Exercise inputs -
____________________
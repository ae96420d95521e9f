//! Transport-agnostic handler for avatar HTTP requests.
//!
//! A server decodes the `username` and `gender` form fields of a
//! `POST /api/v1/avatar` request into an [`AvatarRequest`] and writes the
//! returned [`AvatarResponse`] back with its content type. Socket handling,
//! timeouts and routing belong to the server.

use serde::Deserialize;

use crate::encode::{OutputFormat, encode_to_vec};
use crate::error::Result;
use crate::gender::Gender;
use crate::generator::AvatarGenerator;

/// Path the avatar endpoint is conventionally mounted at.
pub const AVATAR_ENDPOINT: &str = "/api/v1/avatar";

/// Form fields of an avatar request.
#[derive(Debug, Clone, Default, PartialEq, Eq, Deserialize)]
pub struct AvatarRequest {
    #[serde(default)]
    pub username: Option<String>,
    #[serde(default)]
    pub gender: Option<String>,
}

impl AvatarRequest {
    /// `"female"` selects the female assets; any other value, or none, is male.
    pub fn gender(&self) -> Gender {
        match self.gender.as_deref() {
            Some("female") => Gender::Female,
            _ => Gender::Male,
        }
    }

    /// The username, if present and non-empty.
    pub fn username(&self) -> Option<&str> {
        self.username.as_deref().filter(|name| !name.is_empty())
    }
}

/// An encoded avatar ready to be written to the response body.
#[derive(Debug, Clone, PartialEq, Eq)]
pub struct AvatarResponse {
    pub content_type: &'static str,
    pub body: Vec<u8>,
}

/// Generates the avatar for a request, encoded as JPEG.
///
/// Requests with a username get that identity's avatar; anonymous requests
/// get a random one. Errors should be mapped to a server error status.
pub fn handle_avatar_request(
    generator: &AvatarGenerator,
    request: &AvatarRequest,
) -> Result<AvatarResponse> {
    let gender = request.gender();
    let avatar = match request.username() {
        Some(name) => generator.generate_for_identity(gender, name)?,
        None => generator.generate(gender)?,
    };

    let format = OutputFormat::jpeg();
    let body = encode_to_vec(&avatar, format)?;
    tracing::debug!(
        %gender,
        identified = request.username().is_some(),
        bytes = body.len(),
        "avatar request served"
    );
    Ok(AvatarResponse {
        content_type: format.content_type(),
        body,
    })
}

#[cfg(test)]
mod tests {
    use super::*;
    use crate::encode::sniff_content_type;
    use crate::testing::fixture_catalog;

    fn generator() -> AvatarGenerator {
        AvatarGenerator::new(fixture_catalog())
    }

    #[test]
    fn gender_field_defaults_to_male() {
        let request = AvatarRequest::default();
        assert_eq!(request.gender(), Gender::Male);

        let request = AvatarRequest {
            gender: Some("female".into()),
            ..Default::default()
        };
        assert_eq!(request.gender(), Gender::Female);

        let request = AvatarRequest {
            gender: Some("other".into()),
            ..Default::default()
        };
        assert_eq!(request.gender(), Gender::Male);
    }

    #[test]
    fn deserializes_form_fields() {
        let request: AvatarRequest =
            serde_json::from_str(r#"{"username":"bob","gender":"female"}"#).unwrap();
        assert_eq!(request.username(), Some("bob"));
        assert_eq!(request.gender(), Gender::Female);

        let request: AvatarRequest = serde_json::from_str(r#"{"username":""}"#).unwrap();
        assert_eq!(request.username(), None);
    }

    #[test]
    fn responds_with_jpeg() {
        let response = handle_avatar_request(&generator(), &AvatarRequest::default()).unwrap();
        assert_eq!(response.content_type, "image/jpeg");
        assert_eq!(sniff_content_type(&response.body), Some("image/jpeg"));
    }

    #[test]
    fn identified_requests_are_stable() {
        let generator = generator();
        let request = AvatarRequest {
            username: Some("username@site.com".into()),
            gender: Some("female".into()),
        };
        let a = handle_avatar_request(&generator, &request).unwrap();
        let b = handle_avatar_request(&generator, &request).unwrap();
        assert_eq!(a, b);
    }
}
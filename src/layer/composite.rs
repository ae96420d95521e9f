//! Canvas allocation and back-to-front layer compositing.

use image::{ImageFormat, Rgba, RgbaImage};

use super::LayerSelection;
use crate::catalog::AssetCatalog;
use crate::error::{AvatarError, Result};

/// Width and height of every avatar, in pixels.
pub const CANVAS_SIZE: u32 = 400;

/// Allocates a fully transparent `CANVAS_SIZE` square canvas.
pub fn new_canvas() -> RgbaImage {
    RgbaImage::new(CANVAS_SIZE, CANVAS_SIZE)
}

// ============================================================================
// Compose
// ============================================================================

/// Decodes every selected layer and stacks it onto a fresh canvas.
///
/// Layers are painted in selection order (background first, eye last), each
/// anchored at the canvas origin. The first read or decode failure aborts the
/// whole composition; a partial canvas is never returned.
///
/// Layers are expected to be `CANVAS_SIZE` square with an alpha channel.
/// Anything larger is clipped, anything smaller covers only the top-left
/// corner.
pub fn compose(catalog: &AssetCatalog, selection: &LayerSelection) -> Result<RgbaImage> {
    let mut canvas = new_canvas();
    for layer in selection.layers() {
        let bytes = catalog.read(&layer.asset)?;
        let decoded = decode_layer(&layer.asset, &bytes)?;
        composite_over(&mut canvas, &decoded, 0, 0);
        tracing::debug!(
            category = %layer.category,
            asset = %layer.asset,
            width = decoded.width(),
            height = decoded.height(),
            "layer composited"
        );
    }
    Ok(canvas)
}

/// Decodes one asset, picking the codec from its extension and falling back
/// to content sniffing when the extension is unknown.
fn decode_layer(asset: &str, bytes: &[u8]) -> Result<RgbaImage> {
    let decoded = match ImageFormat::from_path(asset) {
        Ok(format) => image::load_from_memory_with_format(bytes, format),
        Err(_) => image::load_from_memory(bytes),
    };
    decoded
        .map(|img| img.to_rgba8())
        .map_err(|source| AvatarError::Decode {
            asset: asset.to_string(),
            source,
        })
}

// ============================================================================
// Blending
// ============================================================================

/// Composites a source image onto a destination image at the specified position.
///
/// Uses source-over blending on straight (non-premultiplied) alpha. Pixels
/// falling outside the destination are skipped.
pub fn composite_over(dest: &mut RgbaImage, src: &RgbaImage, x: i32, y: i32) {
    let dest_width = dest.width() as i32;
    let dest_height = dest.height() as i32;

    for (sx, sy, src_pixel) in src.enumerate_pixels() {
        let dx = x + sx as i32;
        let dy = y + sy as i32;

        if dx < 0 || dy < 0 || dx >= dest_width || dy >= dest_height {
            continue;
        }

        let dst_pixel = dest.get_pixel_mut(dx as u32, dy as u32);
        *dst_pixel = alpha_blend(*src_pixel, *dst_pixel);
    }
}

/// Source-over blend of two straight-alpha pixels in integer arithmetic.
///
/// Exact for the opaque and fully transparent cases and bit-identical on
/// every platform.
fn alpha_blend(src: Rgba<u8>, dst: Rgba<u8>) -> Rgba<u8> {
    let sa = u32::from(src[3]);
    let da = u32::from(dst[3]);

    match sa {
        255 => return src,
        0 => return dst,
        _ => {}
    }

    // Output alpha scaled by 255: sa + da * (1 - sa).
    let out_a = sa * 255 + da * (255 - sa);
    if out_a == 0 {
        return Rgba([0, 0, 0, 0]);
    }

    let blend = |s: u8, d: u8| -> u8 {
        let num = u32::from(s) * sa * 255 + u32::from(d) * da * (255 - sa);
        ((num + out_a / 2) / out_a) as u8
    };

    Rgba([
        blend(src[0], dst[0]),
        blend(src[1], dst[1]),
        blend(src[2], dst[2]),
        ((out_a + 127) / 255) as u8,
    ])
}

// ============================================================================
// Tests
// ============================================================================
use std::path::PathBuf;

use anyhow::Context as _;
use clap::{Parser, Subcommand};
use tracing_subscriber::EnvFilter;

use avatar_layers::{AvatarGenerator, AvatarProfile, Gender, OutputFormat};

#[derive(Parser, Debug)]
#[command(name = "avatar-layers", version, about = "Avatar generator")]
struct Cli {
    /// Root directory of the layer assets.
    #[arg(long, global = true, env = "AVATAR_ASSETS", default_value = "data")]
    assets: PathBuf,

    /// Log layer selection and compositing.
    #[arg(short, long, global = true)]
    verbose: bool,

    #[command(subcommand)]
    cmd: Command,
}

#[derive(Subcommand, Debug)]
enum Command {
    /// Generate an avatar and write it to a file.
    #[command(visible_alias = "g")]
    Generate(GenerateArgs),
    /// Print the layer selection as a JSON profile.
    Inspect(InspectArgs),
}

#[derive(Parser, Debug)]
struct GenerateArgs {
    /// male|m or female|f.
    gender: Gender,

    /// Output file name.
    #[arg(short, long, default_value = "avatar.png")]
    output: PathBuf,

    /// Generate the stable avatar for this username instead of a random one.
    #[arg(short, long)]
    username: Option<String>,

    /// Output format (png, jpeg, gif). Defaults to the output file extension.
    #[arg(long)]
    format: Option<OutputFormat>,

    /// JPEG quality, 1-100.
    #[arg(long, value_parser = clap::value_parser!(u8).range(1..=100))]
    quality: Option<u8>,
}

#[derive(Parser, Debug)]
struct InspectArgs {
    /// male|m or female|f.
    gender: Gender,

    /// Username to derive the selection from.
    #[arg(short, long)]
    username: String,
}

fn init_tracing(verbose: bool) {
    let default = if verbose { "debug" } else { "warn" };
    let filter = EnvFilter::try_from_default_env().unwrap_or_else(|_| EnvFilter::new(default));
    tracing_subscriber::fmt()
        .with_env_filter(filter)
        .with_writer(std::io::stderr)
        .init();
}

fn main() -> anyhow::Result<()> {
    let cli = Cli::parse();
    init_tracing(cli.verbose);

    let generator = AvatarGenerator::from_dir(&cli.assets)
        .with_context(|| format!("load assets from {}", cli.assets.display()))?;

    match cli.cmd {
        Command::Generate(args) => generate(&generator, args),
        Command::Inspect(args) => inspect(&generator, args),
    }
}

fn generate(generator: &AvatarGenerator, args: GenerateArgs) -> anyhow::Result<()> {
    let mut format = args
        .format
        .unwrap_or_else(|| OutputFormat::from_path(&args.output));
    if let (OutputFormat::Jpeg { quality }, Some(requested)) = (&mut format, args.quality) {
        *quality = requested;
    }

    let avatar = match &args.username {
        Some(name) => generator.generate_for_identity(args.gender, name),
        None => generator.generate(args.gender),
    }
    .context("generate avatar")?;

    generator
        .save_as(&avatar, &args.output, format)
        .with_context(|| format!("write {}", args.output.display()))?;

    tracing::info!(output = %args.output.display(), %format, "avatar written");
    Ok(())
}

fn inspect(generator: &AvatarGenerator, args: InspectArgs) -> anyhow::Result<()> {
    let selection = generator.select_for_identity(args.gender, &args.username);
    let profile = AvatarProfile::from(&selection);
    println!("{}", profile.to_json_pretty().context("serialize profile")?);
    for layer in selection.layers() {
        eprintln!("{:>10}  {}", layer.category.to_string(), layer.asset);
    }
    Ok(())
}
____________________
The problem -
Could you reproduce, exactly, every line above from the line with "#[arg(short, long, default_value" to the line with "#[arg(long)]", and no other line? Both ends count.

Response -
    #[arg(short, long, default_value = "avatar.png")]
    output: PathBuf,

    /// Generate the stable avatar for this username instead of a random one.
    #[arg(short, long)]
    username: Option<String>,

    /// Output format (png, jpeg, gif). Defaults to the output file extension.
    #[arg(long)]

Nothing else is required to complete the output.